Sorry, I missed these earlier posts. Seth, Kish, thanks for the respectful responses.

Sethbag wrote:It makes a lot more sense when you think of it as a health issue, rather than a sexcapade issue.

I mean, eating a dozen donuts a day is a foodcapade, if you will, but very few would try to get a person's heart disease treatment defunded by their insurance on the basis of it being the natural result of the person's lifestyle choices.

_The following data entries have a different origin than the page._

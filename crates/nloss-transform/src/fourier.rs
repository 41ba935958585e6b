//! Discrete Fourier transforms
//!
//! `fft`/`ifft` use an iterative radix-2 Cooley–Tukey butterfly. Inputs whose
//! length is not a power of two are zero-padded to the next power of two and
//! the result is truncated back to the input length, so the round trip is
//! exact only for power-of-two lengths. `dft`/`idft` are the direct O(N²)
//! summations and are exact inverses for every length.

use std::f64::consts::PI;

use nloss_core::Sample;
use num_traits::{One, Zero};

/// Copies `input` into a new vector of length `len`, filling the tail with zeros
pub(crate) fn zero_padded(input: &[Sample], len: usize) -> Vec<Sample> {
    let mut padded = Vec::with_capacity(len.max(input.len()));
    padded.extend_from_slice(input);
    padded.resize(len, Sample::zero());
    padded
}

/// Reorders a power-of-two length buffer into bit-reversed index order
fn bit_reverse_permute(a: &mut [Sample]) {
    let n = a.len();
    let mut j = 0usize;
    for i in 1..n {
        let mut bit = n >> 1;
        while j & bit != 0 {
            j ^= bit;
            bit >>= 1;
        }
        j ^= bit;
        if i < j {
            a.swap(i, j);
        }
    }
}

/// Fast Fourier transform with power-of-two zero padding.
///
/// Lengths 0 and 1 are returned unchanged.
pub fn fft(input: &[Sample]) -> Vec<Sample> {
    let n = input.len();
    if n <= 1 {
        return input.to_vec();
    }

    let m = n.next_power_of_two();
    let mut a = zero_padded(input, m);
    bit_reverse_permute(&mut a);

    let mut len = 2;
    while len <= m {
        let wlen = Sample::from_polar(1.0, -2.0 * PI / len as f64);
        for chunk in a.chunks_exact_mut(len) {
            let (lo, hi) = chunk.split_at_mut(len / 2);
            let mut w = Sample::one();
            for (u, v) in lo.iter_mut().zip(hi.iter_mut()) {
                let even = *u;
                let odd = *v * w;
                *u = even + odd;
                *v = even - odd;
                w *= wlen;
            }
        }
        len <<= 1;
    }

    a.truncate(n);
    a
}

/// Inverse of [`fft`], normalized by the unpadded input length
pub fn ifft(input: &[Sample]) -> Vec<Sample> {
    let n = input.len();
    let conjugated: Vec<Sample> = input.iter().map(Sample::conj).collect();
    fft(&conjugated)
        .into_iter()
        .map(|x| x.conj() / n as f64)
        .collect()
}

/// Direct discrete Fourier transform, `X[k] = Σ a[n]·e^(−2πikn/N)`
pub fn dft(input: &[Sample]) -> Vec<Sample> {
    let n = input.len();
    (0..n)
        .map(|k| {
            input
                .iter()
                .enumerate()
                .fold(Sample::zero(), |acc, (j, &x)| {
                    // k*j is reduced mod N to keep the angle small
                    let angle = -2.0 * PI * ((k * j) % n) as f64 / n as f64;
                    acc + x * Sample::from_polar(1.0, angle)
                })
        })
        .collect()
}

/// Inverse of [`dft`]
pub fn idft(input: &[Sample]) -> Vec<Sample> {
    let n = input.len();
    let conjugated: Vec<Sample> = input.iter().map(Sample::conj).collect();
    dft(&conjugated)
        .into_iter()
        .map(|x| x.conj() / n as f64)
        .collect()
}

If we want a food & health comparison, then I think asking insurance companies to fund your choice of birth control is comparable to asking them to fund a healthy diet. My recent decision to go pescetarian is largely a health issue for me, but I'm not asking my insurance to pay for my copy of Betty Crocker's Easy Everyday Vegetarian, or for my grocery list filled with vegetables, grains, dairy & seafoods.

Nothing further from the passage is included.